Proves convergence of the adaptive method with optimal complexity.

Demonstrates effectiveness of the approach through numerical experiments.

Analyzes the influence of adaptivity parameters on performance.

Abstract

We consider scalar semilinear elliptic PDEs, where the nonlinearity is strongly monotone, but only locally Lipschitz continuous. To linearize the arising discrete nonlinear problem, we employ a damped Zarantonello iteration, which leads to a linear Poisson-type equation that is symmetric and positive definite. The resulting system is solved by a contractive algebraic solver such as a multigrid method with local smoothing.
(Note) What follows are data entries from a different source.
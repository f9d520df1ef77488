use std::time::Duration;

use crossterm::event::{self, Event, KeyCode, KeyEventKind};
use ratatui::Terminal;
use ratatui::backend::Backend;

use crate::app::App;
use crate::audio::{AudioCmd, AudioPlayer};
use crate::config::Settings;
use crate::ui;

/// How long to wait for a key before redrawing anyway. Keeps the spectrum
/// and elapsed time moving while the keyboard is idle.
const FRAME_POLL: Duration = Duration::from_millis(50);

/// Drive the TUI until the user quits.
///
/// One pass per frame: snapshot the shared session, mirror it into the app
/// (playback state, visibility, the now-playing marker), draw, then handle
/// at most one key. All transport keys are forwarded to the device thread as
/// commands; the UI never mutates playback state directly, it only reflects
/// the next snapshot.
pub fn run<B: Backend>(
    terminal: &mut Terminal<B>,
    settings: &Settings,
    app: &mut App,
    player: &AudioPlayer,
) -> Result<(), Box<dyn std::error::Error>>
where
    B::Error: 'static,
{
    loop {
        let session = app.session_snapshot();
        app.apply_session(&session);

        terminal.draw(|f| ui::draw(f, app, &session, &settings.ui))?;

        if !event::poll(FRAME_POLL)? {
            continue;
        }
        let Event::Key(key) = event::read()? else {
            continue;
        };
        if key.kind == KeyEventKind::Release {
            continue;
        }

        match key.code {
            KeyCode::Char('q') => {
                player.quit_softly(Duration::from_millis(settings.audio.quit_fade_out_ms));
                return Ok(());
            }

            // List navigation is always live, player pane or not. The arrow
            // keys double as volume keys once the pane is up, so they only
            // move the cursor while it is hidden.
            KeyCode::Char('j') => app.cursor_next(),
            KeyCode::Char('k') => app.cursor_prev(),
            KeyCode::Down if !app.player_visible => app.cursor_next(),
            KeyCode::Up if !app.player_visible => app.cursor_prev(),
            KeyCode::Char('g') => app.cursor_first(),
            KeyCode::Char('G') => app.cursor_last(),

            KeyCode::Enter => {
                if app.has_tracks() {
                    let _ = player.send(AudioCmd::Load(app.cursor));
                }
            }

            // Transport keys only act while a track is loaded.
            KeyCode::Char(' ') | KeyCode::Char('p') if app.player_visible => {
                let _ = player.send(AudioCmd::TogglePause);
            }
            KeyCode::Char('l') | KeyCode::Right if app.player_visible => {
                let _ = player.send(AudioCmd::Next);
            }
            KeyCode::Char('h') | KeyCode::Left if app.player_visible => {
                let _ = player.send(AudioCmd::Prev);
            }
            KeyCode::Up if app.player_visible => {
                app.volume.step(settings.controls.volume_step);
                let _ = player.send(app.volume.as_cmd());
            }
            KeyCode::Down if app.player_visible => {
                app.volume.step(-settings.controls.volume_step);
                let _ = player.send(app.volume.as_cmd());
            }
            KeyCode::Char('m') if app.player_visible => {
                app.volume.toggle_mute();
                let _ = player.send(app.volume.as_cmd());
            }
            KeyCode::Char(c @ '0'..='9') if app.player_visible => {
                let tenth = c as u32 - '0' as u32;
                let _ = player.send(AudioCmd::SeekTo(tenth as f32 / 10.0));
            }
            KeyCode::Char('x') | KeyCode::Esc if app.player_visible => {
                let _ = player.send(AudioCmd::Dismiss);
            }

            _ => {}
        }
    }
}
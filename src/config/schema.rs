use serde::Deserialize;

/// Top-level application settings loaded from `config.toml`.
///
/// File format: TOML
/// Default path (Linux/XDG): `$XDG_CONFIG_HOME/calando/config.toml` or `~/.config/calando/config.toml`
///
/// Precedence (highest wins):
/// 1) Environment variables (prefix `CALANDO__`, `__` as nested separator)
/// 2) Config file (if present)
/// 3) Struct defaults
#[derive(Debug, Clone, Default, Deserialize)]
#[serde(default)]
pub struct Settings {
    pub audio: AudioSettings,
    pub ui: UiSettings,
    pub controls: ControlsSettings,
    pub playlist: PlaylistSettings,
}

#[derive(Debug, Clone, Deserialize)]
#[serde(default)]
pub struct AudioSettings {
    /// Volume change per fade tick, in (0, 1].
    pub fade_step: f32,
    /// Interval between fade ticks (milliseconds).
    pub fade_tick_ms: u64,
    /// Pressing previous within this many seconds of the track start changes
    /// track; beyond it, previous rewinds to the start instead.
    pub replay_window_secs: u64,
    /// Fade-out duration when quitting (milliseconds).
    /// Set to 0 to stop immediately.
    pub quit_fade_out_ms: u64,
}

impl Default for AudioSettings {
    fn default() -> Self {
        Self {
            fade_step: 0.1,
            fade_tick_ms: 40,
            replay_window_secs: 3,
            quit_fade_out_ms: 500,
        }
    }
}

#[derive(Debug, Clone, Deserialize)]
#[serde(default)]
pub struct UiSettings {
    /// The text rendered inside the top header box.
    pub header_text: String,
    /// Height of the spectrum pane in rows (0 hides it entirely).
    pub spectrum_rows: u16,
}

impl Default for UiSettings {
    fn default() -> Self {
        Self {
            header_text: " ~ calando: fading in ~ ".to_string(),
            spectrum_rows: 8,
        }
    }
}

#[derive(Debug, Clone, Deserialize)]
#[serde(default)]
pub struct ControlsSettings {
    /// Volume change per up/down arrow press, in (0, 1].
    pub volume_step: f32,
}

impl Default for ControlsSettings {
    fn default() -> Self {
        Self { volume_step: 0.1 }
    }
}

#[derive(Debug, Clone, Deserialize)]
#[serde(default)]
pub struct PlaylistSettings {
    /// File extensions to treat as audio (case-insensitive, without dot).
    pub extensions: Vec<String>,
    /// Whether to follow symlinks during scanning.
    pub follow_links: bool,
    /// Whether to include hidden files/directories (dotfiles).
    pub include_hidden: bool,
    /// Whether to recurse into subdirectories.
    pub recursive: bool,
    /// Optional cap on directory recursion depth.
    pub max_depth: Option<usize>,
}

impl Default for PlaylistSettings {
    fn default() -> Self {
        Self {
            extensions: vec!["mp3".into(), "flac".into(), "wav".into(), "ogg".into()],
            follow_links: true,
            include_hidden: true,
            recursive: true,
            max_depth: None,
        }
    }
}
//! Playlist module: track descriptors, the ordered playlist model and the
//! directory scanner that builds it.
//!
//! Navigation semantics live in `playlist::model`: manual next/previous wrap
//! at the boundaries, natural end-of-track advance does not.

mod model;
mod scan;

pub use model::*;
pub use scan::scan;

#[cfg(test)]
mod tests;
We formulate a fully adaptive algorithm that equibalances the various error components coming from mesh refinement, iterative linearization, and algebraic solver. We prove that the proposed adaptive iteratively linearized finite element method (AILFEM) guarantees convergence with optimal complexity, where the rates are understood with respect to the overall computational cost (i.e., the computational time). Numerical experiments investigate the involved adaptivity parameters.